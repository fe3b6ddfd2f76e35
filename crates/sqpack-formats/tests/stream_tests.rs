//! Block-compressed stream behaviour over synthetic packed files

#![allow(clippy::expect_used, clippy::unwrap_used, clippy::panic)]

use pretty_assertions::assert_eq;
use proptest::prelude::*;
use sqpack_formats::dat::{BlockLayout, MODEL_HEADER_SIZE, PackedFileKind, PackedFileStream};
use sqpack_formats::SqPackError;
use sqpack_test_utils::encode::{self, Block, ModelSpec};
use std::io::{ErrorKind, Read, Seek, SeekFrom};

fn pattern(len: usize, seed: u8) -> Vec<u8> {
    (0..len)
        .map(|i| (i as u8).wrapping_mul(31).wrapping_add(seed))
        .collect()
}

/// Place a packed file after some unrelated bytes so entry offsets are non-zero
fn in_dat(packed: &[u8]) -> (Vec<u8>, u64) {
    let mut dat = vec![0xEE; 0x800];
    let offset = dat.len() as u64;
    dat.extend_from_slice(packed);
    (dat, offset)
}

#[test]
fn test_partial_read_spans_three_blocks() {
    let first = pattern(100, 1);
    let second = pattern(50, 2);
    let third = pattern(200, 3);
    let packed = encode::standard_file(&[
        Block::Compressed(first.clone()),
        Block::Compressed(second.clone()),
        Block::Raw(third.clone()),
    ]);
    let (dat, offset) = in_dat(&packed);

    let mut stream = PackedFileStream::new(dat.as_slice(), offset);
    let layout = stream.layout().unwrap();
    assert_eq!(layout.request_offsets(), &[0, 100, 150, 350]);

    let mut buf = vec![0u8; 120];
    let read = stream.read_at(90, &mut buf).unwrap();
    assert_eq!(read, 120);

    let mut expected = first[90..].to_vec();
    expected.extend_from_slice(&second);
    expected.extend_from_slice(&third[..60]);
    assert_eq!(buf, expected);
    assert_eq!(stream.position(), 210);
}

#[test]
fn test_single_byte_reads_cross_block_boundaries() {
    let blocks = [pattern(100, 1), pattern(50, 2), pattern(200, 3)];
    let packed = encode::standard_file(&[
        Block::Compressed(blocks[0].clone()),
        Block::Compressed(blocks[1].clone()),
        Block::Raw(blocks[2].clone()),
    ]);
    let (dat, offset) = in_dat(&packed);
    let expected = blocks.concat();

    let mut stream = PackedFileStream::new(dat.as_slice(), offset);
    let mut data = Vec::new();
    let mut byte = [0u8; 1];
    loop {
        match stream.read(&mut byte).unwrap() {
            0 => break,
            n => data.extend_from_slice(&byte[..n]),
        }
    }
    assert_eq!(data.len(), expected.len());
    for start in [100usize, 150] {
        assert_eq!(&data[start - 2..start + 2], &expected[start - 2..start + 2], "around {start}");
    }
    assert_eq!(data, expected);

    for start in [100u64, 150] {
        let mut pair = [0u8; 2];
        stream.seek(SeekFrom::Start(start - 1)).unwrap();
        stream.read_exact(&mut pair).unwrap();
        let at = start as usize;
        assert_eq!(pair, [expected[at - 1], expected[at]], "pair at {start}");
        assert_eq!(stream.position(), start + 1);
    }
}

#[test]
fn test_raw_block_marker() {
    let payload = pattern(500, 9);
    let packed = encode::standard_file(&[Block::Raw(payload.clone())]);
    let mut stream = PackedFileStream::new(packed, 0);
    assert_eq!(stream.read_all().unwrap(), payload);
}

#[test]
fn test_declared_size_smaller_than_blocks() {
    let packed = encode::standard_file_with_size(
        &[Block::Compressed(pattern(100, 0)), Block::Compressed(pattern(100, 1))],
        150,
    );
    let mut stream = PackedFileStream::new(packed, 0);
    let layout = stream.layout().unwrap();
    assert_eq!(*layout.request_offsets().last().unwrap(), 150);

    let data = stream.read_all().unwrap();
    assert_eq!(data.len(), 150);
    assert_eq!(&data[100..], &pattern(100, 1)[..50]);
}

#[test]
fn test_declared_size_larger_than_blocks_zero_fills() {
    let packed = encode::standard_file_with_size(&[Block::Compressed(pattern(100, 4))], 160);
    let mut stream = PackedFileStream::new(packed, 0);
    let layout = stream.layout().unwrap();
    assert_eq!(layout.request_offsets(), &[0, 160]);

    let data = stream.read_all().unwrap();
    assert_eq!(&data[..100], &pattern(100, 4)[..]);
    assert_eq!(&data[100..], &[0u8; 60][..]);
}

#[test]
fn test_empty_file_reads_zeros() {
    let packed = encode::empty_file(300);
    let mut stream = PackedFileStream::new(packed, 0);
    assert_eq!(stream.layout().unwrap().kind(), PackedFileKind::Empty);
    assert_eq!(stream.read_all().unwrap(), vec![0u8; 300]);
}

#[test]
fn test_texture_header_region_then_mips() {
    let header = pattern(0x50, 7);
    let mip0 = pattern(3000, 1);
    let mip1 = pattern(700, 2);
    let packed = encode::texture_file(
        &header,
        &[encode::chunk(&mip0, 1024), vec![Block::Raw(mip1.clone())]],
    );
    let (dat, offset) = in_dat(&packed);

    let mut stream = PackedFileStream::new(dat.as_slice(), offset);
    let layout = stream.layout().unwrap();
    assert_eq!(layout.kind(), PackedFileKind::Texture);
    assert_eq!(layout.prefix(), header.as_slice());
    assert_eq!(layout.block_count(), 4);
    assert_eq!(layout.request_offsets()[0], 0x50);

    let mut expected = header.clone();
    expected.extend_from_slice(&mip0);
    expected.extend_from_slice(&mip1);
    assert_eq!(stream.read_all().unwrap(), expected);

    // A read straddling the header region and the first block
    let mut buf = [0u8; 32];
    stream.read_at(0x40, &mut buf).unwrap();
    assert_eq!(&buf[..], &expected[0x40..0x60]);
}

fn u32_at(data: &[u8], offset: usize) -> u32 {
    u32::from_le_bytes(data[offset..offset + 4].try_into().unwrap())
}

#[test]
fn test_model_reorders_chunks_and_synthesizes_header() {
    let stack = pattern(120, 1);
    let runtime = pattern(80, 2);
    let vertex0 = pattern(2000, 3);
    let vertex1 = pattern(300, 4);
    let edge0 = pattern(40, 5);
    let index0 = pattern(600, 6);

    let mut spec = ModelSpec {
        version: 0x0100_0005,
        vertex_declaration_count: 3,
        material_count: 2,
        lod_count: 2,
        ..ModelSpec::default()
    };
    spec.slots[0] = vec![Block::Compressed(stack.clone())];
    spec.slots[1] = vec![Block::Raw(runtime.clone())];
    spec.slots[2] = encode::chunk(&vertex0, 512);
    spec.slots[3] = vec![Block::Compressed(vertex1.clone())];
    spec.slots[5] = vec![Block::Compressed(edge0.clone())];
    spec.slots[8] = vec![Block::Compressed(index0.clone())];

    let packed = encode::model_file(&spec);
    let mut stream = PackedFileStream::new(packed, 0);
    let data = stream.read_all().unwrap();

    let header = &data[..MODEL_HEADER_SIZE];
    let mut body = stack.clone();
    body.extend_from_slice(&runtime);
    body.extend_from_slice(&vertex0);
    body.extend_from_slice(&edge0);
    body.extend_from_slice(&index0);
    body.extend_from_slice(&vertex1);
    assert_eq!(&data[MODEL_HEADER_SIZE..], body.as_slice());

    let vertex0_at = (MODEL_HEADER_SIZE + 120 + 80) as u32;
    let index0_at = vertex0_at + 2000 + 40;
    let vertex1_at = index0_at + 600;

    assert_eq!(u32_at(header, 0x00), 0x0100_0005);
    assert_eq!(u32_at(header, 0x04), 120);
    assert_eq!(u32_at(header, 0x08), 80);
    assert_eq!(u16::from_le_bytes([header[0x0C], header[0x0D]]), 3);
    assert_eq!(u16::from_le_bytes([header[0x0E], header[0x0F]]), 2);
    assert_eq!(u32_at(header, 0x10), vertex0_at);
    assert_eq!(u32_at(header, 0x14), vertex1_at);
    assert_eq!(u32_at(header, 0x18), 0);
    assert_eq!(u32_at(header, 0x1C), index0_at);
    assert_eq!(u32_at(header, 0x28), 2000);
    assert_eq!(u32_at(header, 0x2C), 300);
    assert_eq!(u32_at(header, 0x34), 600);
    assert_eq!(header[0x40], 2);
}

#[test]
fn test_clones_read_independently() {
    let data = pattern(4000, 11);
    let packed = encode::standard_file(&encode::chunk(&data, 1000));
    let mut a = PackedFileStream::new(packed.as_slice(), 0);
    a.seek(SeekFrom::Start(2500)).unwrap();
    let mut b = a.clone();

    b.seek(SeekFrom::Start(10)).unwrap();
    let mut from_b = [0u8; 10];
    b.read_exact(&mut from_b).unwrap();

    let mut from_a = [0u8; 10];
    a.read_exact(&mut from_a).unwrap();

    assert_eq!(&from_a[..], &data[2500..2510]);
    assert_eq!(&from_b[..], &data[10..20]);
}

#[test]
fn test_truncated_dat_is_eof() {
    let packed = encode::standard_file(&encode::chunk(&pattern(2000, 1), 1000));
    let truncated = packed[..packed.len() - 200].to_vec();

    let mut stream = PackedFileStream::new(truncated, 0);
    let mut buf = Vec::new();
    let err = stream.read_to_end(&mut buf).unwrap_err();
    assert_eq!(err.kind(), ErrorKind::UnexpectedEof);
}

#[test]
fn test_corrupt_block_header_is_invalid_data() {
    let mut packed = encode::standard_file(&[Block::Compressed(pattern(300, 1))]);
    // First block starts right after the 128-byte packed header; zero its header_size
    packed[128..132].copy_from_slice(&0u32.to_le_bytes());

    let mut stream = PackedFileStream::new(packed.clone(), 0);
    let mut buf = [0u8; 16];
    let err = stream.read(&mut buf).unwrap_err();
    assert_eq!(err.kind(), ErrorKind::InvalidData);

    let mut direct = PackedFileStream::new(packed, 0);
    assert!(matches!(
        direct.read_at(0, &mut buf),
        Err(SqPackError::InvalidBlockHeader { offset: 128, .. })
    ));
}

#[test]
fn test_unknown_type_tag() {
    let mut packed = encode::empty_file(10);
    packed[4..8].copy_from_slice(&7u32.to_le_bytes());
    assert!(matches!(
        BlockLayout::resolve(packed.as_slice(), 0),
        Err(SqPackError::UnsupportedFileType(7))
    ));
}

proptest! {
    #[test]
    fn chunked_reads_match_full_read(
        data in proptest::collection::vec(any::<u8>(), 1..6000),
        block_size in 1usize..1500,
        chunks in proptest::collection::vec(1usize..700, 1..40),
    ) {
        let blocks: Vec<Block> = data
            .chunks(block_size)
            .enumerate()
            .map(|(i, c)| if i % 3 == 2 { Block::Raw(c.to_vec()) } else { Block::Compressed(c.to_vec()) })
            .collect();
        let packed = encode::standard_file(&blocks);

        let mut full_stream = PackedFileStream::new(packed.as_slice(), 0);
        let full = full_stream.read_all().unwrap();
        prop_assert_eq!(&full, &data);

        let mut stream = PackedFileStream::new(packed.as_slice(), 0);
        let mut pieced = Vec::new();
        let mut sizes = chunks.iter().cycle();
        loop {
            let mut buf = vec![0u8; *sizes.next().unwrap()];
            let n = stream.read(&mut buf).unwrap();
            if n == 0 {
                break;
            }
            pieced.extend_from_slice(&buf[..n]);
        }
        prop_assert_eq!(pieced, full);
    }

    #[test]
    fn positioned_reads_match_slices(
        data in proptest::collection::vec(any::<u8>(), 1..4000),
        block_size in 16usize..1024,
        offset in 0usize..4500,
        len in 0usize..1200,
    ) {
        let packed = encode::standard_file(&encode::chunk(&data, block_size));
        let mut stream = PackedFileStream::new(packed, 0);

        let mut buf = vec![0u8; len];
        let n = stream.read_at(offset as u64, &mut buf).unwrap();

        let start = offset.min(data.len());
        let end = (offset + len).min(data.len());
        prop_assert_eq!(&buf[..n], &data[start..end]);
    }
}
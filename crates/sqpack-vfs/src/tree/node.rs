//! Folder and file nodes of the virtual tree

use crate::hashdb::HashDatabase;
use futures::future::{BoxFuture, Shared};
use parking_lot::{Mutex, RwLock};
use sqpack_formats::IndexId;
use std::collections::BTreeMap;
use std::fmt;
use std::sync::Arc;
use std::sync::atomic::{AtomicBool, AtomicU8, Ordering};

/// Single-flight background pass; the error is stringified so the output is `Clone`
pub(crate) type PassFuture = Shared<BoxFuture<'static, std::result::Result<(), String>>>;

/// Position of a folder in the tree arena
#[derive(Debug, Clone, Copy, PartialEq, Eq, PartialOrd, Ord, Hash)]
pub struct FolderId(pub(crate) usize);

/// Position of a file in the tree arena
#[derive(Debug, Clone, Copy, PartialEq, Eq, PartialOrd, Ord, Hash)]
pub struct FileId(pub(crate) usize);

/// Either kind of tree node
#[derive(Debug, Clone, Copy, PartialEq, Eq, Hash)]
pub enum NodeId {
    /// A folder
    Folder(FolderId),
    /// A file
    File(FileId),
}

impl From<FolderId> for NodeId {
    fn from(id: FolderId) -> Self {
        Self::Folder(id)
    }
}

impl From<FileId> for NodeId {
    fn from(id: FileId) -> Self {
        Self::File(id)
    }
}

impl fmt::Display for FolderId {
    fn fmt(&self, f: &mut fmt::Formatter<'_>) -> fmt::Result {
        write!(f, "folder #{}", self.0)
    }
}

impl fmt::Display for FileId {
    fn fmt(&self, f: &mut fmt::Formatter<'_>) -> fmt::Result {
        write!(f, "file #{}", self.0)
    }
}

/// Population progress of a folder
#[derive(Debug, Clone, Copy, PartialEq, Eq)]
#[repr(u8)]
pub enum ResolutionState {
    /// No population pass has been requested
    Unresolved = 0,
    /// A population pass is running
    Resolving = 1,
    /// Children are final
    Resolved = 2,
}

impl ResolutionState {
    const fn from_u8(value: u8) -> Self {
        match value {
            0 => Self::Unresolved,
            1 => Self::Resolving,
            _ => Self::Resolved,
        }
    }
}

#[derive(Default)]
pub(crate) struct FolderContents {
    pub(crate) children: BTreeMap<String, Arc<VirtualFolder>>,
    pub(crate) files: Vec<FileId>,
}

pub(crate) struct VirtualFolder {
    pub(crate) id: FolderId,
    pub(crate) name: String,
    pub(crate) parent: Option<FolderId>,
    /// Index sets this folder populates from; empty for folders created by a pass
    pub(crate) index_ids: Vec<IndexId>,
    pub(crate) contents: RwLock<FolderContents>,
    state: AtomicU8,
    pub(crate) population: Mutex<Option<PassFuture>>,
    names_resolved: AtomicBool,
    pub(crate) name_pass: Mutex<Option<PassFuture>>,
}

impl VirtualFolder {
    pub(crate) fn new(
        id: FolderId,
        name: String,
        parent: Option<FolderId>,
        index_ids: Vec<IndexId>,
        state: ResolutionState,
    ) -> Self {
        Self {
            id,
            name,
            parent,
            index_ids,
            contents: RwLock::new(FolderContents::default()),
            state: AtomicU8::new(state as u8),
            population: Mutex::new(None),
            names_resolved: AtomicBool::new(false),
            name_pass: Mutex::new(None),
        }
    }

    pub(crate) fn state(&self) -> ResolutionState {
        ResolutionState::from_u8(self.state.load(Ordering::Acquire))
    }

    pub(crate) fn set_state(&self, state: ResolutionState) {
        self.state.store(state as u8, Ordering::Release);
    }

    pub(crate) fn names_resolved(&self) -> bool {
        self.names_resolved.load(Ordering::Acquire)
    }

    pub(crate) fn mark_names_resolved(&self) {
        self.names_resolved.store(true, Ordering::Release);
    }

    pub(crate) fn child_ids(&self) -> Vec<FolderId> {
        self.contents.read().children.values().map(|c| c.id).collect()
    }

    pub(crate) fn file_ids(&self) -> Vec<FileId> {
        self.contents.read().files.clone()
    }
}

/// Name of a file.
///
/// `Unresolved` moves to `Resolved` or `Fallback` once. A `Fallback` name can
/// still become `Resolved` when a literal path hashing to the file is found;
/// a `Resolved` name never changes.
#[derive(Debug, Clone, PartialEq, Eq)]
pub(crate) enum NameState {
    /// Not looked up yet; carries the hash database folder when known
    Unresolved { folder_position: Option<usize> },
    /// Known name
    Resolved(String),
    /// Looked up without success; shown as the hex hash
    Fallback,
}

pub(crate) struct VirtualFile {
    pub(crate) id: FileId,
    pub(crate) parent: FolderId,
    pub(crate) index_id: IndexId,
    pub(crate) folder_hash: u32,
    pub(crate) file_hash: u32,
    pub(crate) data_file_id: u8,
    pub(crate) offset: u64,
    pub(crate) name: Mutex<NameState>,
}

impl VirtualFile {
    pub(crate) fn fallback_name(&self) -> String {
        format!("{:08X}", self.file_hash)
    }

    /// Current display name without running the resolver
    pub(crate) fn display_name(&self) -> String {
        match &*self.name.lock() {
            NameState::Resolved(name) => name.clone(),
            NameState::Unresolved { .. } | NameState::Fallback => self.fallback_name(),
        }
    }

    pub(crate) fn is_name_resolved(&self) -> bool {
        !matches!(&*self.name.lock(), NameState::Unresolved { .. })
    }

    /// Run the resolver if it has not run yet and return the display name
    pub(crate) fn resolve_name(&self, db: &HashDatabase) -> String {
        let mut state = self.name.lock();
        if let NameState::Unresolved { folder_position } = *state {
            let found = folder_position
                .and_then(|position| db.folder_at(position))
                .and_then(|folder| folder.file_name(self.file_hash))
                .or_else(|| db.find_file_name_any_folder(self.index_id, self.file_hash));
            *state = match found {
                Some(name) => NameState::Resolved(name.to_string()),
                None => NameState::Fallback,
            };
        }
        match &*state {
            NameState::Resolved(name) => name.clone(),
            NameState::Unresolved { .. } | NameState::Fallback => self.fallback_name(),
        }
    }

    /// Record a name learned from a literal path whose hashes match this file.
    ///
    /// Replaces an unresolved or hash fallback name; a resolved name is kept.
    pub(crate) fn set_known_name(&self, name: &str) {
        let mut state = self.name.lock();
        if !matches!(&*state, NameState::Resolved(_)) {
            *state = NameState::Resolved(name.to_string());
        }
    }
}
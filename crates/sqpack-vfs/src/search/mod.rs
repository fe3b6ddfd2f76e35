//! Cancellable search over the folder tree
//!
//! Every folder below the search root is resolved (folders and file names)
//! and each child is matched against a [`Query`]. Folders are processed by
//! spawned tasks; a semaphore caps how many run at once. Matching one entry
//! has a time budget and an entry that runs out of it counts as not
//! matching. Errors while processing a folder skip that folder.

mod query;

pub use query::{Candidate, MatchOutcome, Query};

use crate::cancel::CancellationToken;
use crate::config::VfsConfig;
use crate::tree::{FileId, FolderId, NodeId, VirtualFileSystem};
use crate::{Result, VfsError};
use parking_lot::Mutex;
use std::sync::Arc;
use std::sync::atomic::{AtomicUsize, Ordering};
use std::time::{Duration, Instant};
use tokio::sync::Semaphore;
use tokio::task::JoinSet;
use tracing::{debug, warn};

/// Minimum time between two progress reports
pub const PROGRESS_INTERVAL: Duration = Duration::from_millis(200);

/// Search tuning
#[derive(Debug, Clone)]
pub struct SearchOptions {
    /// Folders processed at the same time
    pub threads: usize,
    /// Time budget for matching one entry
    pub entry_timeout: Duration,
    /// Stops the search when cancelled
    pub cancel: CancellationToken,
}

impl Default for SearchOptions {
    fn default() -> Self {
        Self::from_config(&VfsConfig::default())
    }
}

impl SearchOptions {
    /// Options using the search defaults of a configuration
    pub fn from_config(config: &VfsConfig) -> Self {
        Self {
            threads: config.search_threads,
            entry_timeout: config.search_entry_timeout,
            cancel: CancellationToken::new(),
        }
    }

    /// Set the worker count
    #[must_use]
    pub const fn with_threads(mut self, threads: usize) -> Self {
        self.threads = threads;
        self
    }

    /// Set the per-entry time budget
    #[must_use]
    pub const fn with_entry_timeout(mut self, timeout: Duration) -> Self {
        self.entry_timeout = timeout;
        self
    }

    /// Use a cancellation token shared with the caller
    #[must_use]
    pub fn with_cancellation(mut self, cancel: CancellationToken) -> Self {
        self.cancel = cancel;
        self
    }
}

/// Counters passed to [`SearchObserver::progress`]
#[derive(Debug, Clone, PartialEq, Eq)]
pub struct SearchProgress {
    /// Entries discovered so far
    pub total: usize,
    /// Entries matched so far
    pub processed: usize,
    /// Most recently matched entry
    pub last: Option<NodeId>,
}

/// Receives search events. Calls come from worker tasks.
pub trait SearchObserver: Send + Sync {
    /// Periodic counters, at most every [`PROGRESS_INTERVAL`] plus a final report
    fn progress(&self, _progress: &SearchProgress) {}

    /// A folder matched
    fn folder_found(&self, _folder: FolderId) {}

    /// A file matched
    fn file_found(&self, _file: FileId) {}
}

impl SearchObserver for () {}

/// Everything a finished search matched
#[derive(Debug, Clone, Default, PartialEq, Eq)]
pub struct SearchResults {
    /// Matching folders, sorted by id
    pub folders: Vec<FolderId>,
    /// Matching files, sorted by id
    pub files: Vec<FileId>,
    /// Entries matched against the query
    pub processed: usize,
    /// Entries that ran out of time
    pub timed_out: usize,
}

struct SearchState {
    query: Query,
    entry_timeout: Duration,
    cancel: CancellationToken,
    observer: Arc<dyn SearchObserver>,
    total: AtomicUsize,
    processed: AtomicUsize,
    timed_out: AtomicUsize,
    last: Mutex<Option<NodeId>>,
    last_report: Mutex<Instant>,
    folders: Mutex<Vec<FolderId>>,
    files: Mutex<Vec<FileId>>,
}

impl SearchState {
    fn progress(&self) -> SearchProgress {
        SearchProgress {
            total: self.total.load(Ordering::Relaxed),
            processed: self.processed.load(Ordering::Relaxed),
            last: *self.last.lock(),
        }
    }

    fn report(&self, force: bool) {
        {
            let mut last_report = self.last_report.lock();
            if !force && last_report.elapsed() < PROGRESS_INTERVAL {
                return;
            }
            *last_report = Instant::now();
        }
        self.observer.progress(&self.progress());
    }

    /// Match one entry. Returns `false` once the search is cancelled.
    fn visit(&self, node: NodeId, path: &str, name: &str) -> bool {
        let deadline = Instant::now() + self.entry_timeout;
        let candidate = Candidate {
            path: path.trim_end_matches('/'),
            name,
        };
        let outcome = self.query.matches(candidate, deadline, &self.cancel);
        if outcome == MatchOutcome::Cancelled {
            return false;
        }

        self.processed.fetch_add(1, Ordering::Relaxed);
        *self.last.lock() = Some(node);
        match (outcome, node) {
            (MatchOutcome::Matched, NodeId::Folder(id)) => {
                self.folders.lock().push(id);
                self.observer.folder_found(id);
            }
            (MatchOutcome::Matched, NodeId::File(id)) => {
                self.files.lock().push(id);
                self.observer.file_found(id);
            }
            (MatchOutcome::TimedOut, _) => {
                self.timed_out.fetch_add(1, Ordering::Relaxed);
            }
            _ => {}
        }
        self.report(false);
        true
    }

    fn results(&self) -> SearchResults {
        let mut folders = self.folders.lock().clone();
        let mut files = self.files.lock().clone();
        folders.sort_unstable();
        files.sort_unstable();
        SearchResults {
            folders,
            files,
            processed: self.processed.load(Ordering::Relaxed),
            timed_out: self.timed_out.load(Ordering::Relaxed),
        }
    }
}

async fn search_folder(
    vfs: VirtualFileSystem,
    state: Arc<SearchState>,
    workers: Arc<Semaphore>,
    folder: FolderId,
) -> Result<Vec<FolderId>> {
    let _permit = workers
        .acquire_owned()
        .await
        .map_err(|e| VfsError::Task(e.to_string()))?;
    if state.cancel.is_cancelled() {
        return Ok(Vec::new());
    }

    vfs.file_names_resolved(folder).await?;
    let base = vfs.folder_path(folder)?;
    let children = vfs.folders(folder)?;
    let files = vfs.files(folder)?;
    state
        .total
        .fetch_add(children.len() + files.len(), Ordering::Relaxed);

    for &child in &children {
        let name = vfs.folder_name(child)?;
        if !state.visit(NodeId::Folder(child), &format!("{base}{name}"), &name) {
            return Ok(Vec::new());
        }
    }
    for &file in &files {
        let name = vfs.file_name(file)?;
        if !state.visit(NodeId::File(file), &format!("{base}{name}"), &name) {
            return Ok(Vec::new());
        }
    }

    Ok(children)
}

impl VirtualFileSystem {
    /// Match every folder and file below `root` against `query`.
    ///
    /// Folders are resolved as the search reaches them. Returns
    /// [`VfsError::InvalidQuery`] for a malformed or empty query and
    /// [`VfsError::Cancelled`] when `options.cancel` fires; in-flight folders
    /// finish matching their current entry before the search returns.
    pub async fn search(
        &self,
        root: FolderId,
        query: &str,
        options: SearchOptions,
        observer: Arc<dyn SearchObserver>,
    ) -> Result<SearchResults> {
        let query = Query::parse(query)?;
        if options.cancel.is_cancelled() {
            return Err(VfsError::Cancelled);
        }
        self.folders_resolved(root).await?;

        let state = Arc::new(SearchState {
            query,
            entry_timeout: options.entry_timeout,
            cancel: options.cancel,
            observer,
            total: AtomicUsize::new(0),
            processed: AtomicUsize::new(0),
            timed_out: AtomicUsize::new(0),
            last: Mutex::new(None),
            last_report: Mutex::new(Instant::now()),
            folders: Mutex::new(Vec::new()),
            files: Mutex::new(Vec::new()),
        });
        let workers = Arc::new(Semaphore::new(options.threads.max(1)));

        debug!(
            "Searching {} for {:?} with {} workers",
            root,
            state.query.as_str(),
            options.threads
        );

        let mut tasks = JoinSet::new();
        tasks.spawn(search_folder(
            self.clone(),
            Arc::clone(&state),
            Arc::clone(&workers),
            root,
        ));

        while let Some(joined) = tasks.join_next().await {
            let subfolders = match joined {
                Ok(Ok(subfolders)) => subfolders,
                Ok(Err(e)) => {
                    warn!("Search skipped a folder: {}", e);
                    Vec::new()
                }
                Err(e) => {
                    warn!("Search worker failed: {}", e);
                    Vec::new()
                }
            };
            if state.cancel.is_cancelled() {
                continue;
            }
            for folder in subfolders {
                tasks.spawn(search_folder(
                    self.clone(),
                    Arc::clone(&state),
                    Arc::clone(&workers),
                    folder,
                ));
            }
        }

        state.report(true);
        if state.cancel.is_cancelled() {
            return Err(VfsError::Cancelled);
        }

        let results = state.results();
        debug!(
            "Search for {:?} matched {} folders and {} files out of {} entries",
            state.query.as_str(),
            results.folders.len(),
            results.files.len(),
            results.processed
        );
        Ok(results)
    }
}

##############################

Activity:
In the entries above, restate word for word the lines between the one holding "filename crates/sqpack-vfs/src/search/mod.rs" and the one holding "once. Matching one entry", inclusive, and nothing besides.

Answer section:
filename crates/sqpack-vfs/src/search/mod.rs
repository fe3b6ddfd2f76e35
//! Cancellable search over the folder tree
//!
//! Every folder below the search root is resolved (folders and file names)
//! and each child is matched against a [`Query`]. Folders are processed by
//! spawned tasks; a semaphore caps how many run at once. Matching one entry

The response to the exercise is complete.